For example, if you have set expires header to cache a file for
three days, one user will get the file today and store it in cache
for next three days. Another user will get the file tomorrow and
cache it for three days after tomorrow. If you change the file on
the day after tomorrow, the first user will see it on fourth day
and the second user will see it on fifth day. So, different users
will see different versions of the file. As a result, it does not
help setting a lower value assuming all users will pick up the
latest file soon. You will have to change the url of the file in
order to ensure everyone gets the exact same file immediately.

You can setup Expires header from static files from IIS Manager.
You’ll learn how to do it in later section.

Use cache friendly folder structure

Store cached content under a common folder. For example, store
all images of your site under the “/static” folder
instead of storing images separately under different subfolders.
This will help you use consistent URL throughout the site because
from anywhere you can use
“/static/images/somefile.gif”. Later on, we will learn
it’s easier to move to a Content Delivery Network when you
have static cacheable files under a common root folder.

Reuse common graphics files

Sometimes we put common graphics files under several virtual
directories so that we can write smaller paths. For example, say
you have indicator.gif in root folder, some subfolders and under
CSS folder. You did it because you need not worry about paths from
different places and you could just use the file name as relative
URL. This does not help in caching. Each copy of the file is cached
in browser separately. So, you should collect all graphics files in
the whole solution and put them under the same root
“static” folder after eliminating duplicates and use
the same URL from all the pages and CSS files.

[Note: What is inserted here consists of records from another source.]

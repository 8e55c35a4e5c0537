//! Payloads of the classroom API.
//!
//! Deserializing a payload into these types is how it is validated: a missing required field makes the whole item invalid.

use serde::{Deserialize, Serialize};

#[derive(Clone, Debug, PartialEq, Serialize, Deserialize)]
#[serde(rename_all = "camelCase")]
pub struct Course {
    pub id: String,
    pub name: String,
    pub section: Option<String>,
    pub description: Option<String>,
    /// e.g. `ACTIVE` or `ARCHIVED`
    pub course_state: String,
}

/// A work item of a course
#[derive(Clone, Debug, PartialEq, Serialize, Deserialize)]
#[serde(rename_all = "camelCase")]
pub struct CourseWork {
    pub id: String,
    pub title: String,
    pub description: Option<String>,
    pub due_date: Option<DueDate>,
    /// Only meaningful along with a `due_date`
    pub due_time: Option<DueTime>,
    /// e.g. `PUBLISHED` or `DRAFT`
    pub state: String,
    pub course_id: String,
    pub alternate_link: Option<String>,
}

#[derive(Clone, Copy, Debug, PartialEq, Serialize, Deserialize)]
pub struct DueDate {
    pub year: u32,
    pub month: u32,
    pub day: u32,
}

/// A time of day.
///
/// The API omits fields that are zero (e.g. midnight is `{}`), hence the defaults
#[derive(Clone, Copy, Debug, Default, PartialEq, Serialize, Deserialize)]
pub struct DueTime {
    #[serde(default)]
    pub hours: u32,
    #[serde(default)]
    pub minutes: u32,
    #[serde(default)]
    pub seconds: u32,
}
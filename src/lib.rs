//! This crate gathers the academic tasks of a student into a single list.
//!
//! Tasks come from two sources:
//! * an iCal export of a learning management system, parsed by the [`ical`] module
//! * a classroom API (Google Classroom-like), whose coursework is parsed by the [`classroom`] module
//!
//! Both are converted into [`NormalizedTask`]s. \
//! A [`SyncEngine`] fetches both sources concurrently, and merges their tasks into one deduplicated list. \
//! A failing source never aborts a sync: its failure is reported in the [`SyncResult`], next to the tasks of the other one.
//!
//! The sources are abstracted behind the traits of the [`traits`] module. The crate provides HTTP implementations
//! ([`HttpIcalSource`] and [`ClassroomClient`]), and mocked ones in the [`mock_sources`] module (that requires the
//! `mock_sources` feature).

pub mod traits;

pub mod task;
pub use task::{CourseRef, DedupKey, NormalizedTask, TaskSource, TaskType};

pub mod ical;
pub mod ical_source;
pub use ical_source::HttpIcalSource;
pub mod classroom;
pub use classroom::ClassroomClient;

pub mod merge;
pub mod engine;
pub use engine::{SyncConfig, SyncEngine, SyncResult};

pub mod settings;
pub use settings::{HttpSyncEngine, Settings};

pub mod mock_behaviour;
pub mod mock_sources;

Change file name when you want to expire
cache

When you want a static file to be changed, don’t just
update the file because it’s already cached in user’s
browser. You need to change the file name and update all references
everywhere so that browser downloads the new file. You can also
store the file names in database or configuration files and use
data binding to generate the URL dynamically. This way you can
change the URL from one place and have the whole site receive the
change immediately.

Use a version number while accessing static files

If you do not want to clutter your static folder with multiple
copies of the same file, you can use query string to differentiate
versions of same file. For example, a GIF can be accessed with a
dummy query string like
“/static/images/indicator.gif?v=1”. When you change the
indicator.gif, you can overwrite the same file and then update all
references to the file to
“/static/images/indicator.gif?v=2”. This way you can
keep changing the same file again and again and just update the
references to access the graphics using the new version number.

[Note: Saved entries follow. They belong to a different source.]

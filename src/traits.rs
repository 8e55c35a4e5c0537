//! The collaborators a [`SyncEngine`](crate::engine::SyncEngine) fetches its data from
//!
//! This crate provides HTTP-backed implementations of both traits ([`HttpIcalSource`](crate::ical_source::HttpIcalSource)
//! and [`ClassroomClient`](crate::classroom::ClassroomClient)), but any other implementation (a cache, a mock...) can be used instead.

use std::error::Error;

use async_trait::async_trait;

use crate::classroom::Course;
use crate::ical::IcalParseResult;

/// The error type returned by sources.
///
/// Sources may return any error, the sync engine only cares about its description (and, in some cases, about its concrete type)
pub type SourceError = Box<dyn Error + Send + Sync>;

#[async_trait]
pub trait IcalSource {
    /// Fetch the calendar export at `ical_url` on behalf of `user_id`, and parse it.
    ///
    /// The returned errors are the events that were skipped while parsing.
    /// Failures that prevent any task from being retrieved (unreachable feed, unreadable document...) must be returned as `Err`
    async fn ingest(&self, ical_url: &str, user_id: &str) -> Result<IcalParseResult, SourceError>;
}

#[async_trait]
pub trait ClassroomSource {
    /// Returns the courses the owner of `access_token` is enrolled in
    async fn list_courses(&self, access_token: &str) -> Result<Vec<Course>, SourceError>;

    /// Returns the raw coursework items of a course.
    ///
    /// Items are not validated at this stage, see [`crate::classroom::parse_response`]
    async fn list_course_work(&self, access_token: &str, course_id: &str) -> Result<Vec<serde_json::Value>, SourceError>;
}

Store cacheable files in a different domain

It’s always a good idea to put static contents in a
different domain. First of all, browser can open another two
concurrent connections to download the static files. Another
benefit is that you don’t need to send the cookies to the
static files. When you put the static files on the same domain as
your web application, browser sends all the ASP.NET cookies and all
other cookies that your web application is producing. This makes
the request headers be unnecessarily large and waste bandwidth. You
don’t need to send these cookies to access the static files.
So, if you put the static files in a different domain, those
cookies will not be sent. For example, put your static files in
www.staticcontent.com
domain while your website is running on www.dropthings.com. The other
domain does not need to be a completely different web site. It can
just be an alias and share the same web application path.

SSL is not cached, so minimize SSL use

Any content that is served over SSL is not cached. So, you need
to put static content outside SSL. Moreover, you should try
limiting SSL to only secure pages like Login page or Payment page.
Rest of the site should be outside SSL over regular HTTP. SSL
encrypts request and response and thus puts extra load on server.
Encrypted content is also larger than the original content and thus
takes more bandwidth.

HTTP POST requests are never cached

Cache only happens for HTTP GET requests. HTTP POST requests are
never cached. So, any kind of AJAX call you want to make cacheable,
it needs to be HTTP GET enabled.

Generate Content-Length response header

When you are dynamically serving content via web service calls
or HTTP handlers, make sure you emit Content-Length header.
Browsers have several optimizations for downloading contents faster
when it knows how many bytes to download from the response by
looking at the Content-Length header. Browsers can use
persisted connections more effectively when this header is present.
This saves browser from opening a new connection for each request.
When there’s no Content-Length header, browser doesn’t
know how many bytes it’s going to receive from the server and
thus keeps the connection open as long as it gets bytes delivered
from the server until the connection closes. So, you miss the
benefit of Persisted Connections that can greatly reduce download
time of several small files like css, javascripts, and images.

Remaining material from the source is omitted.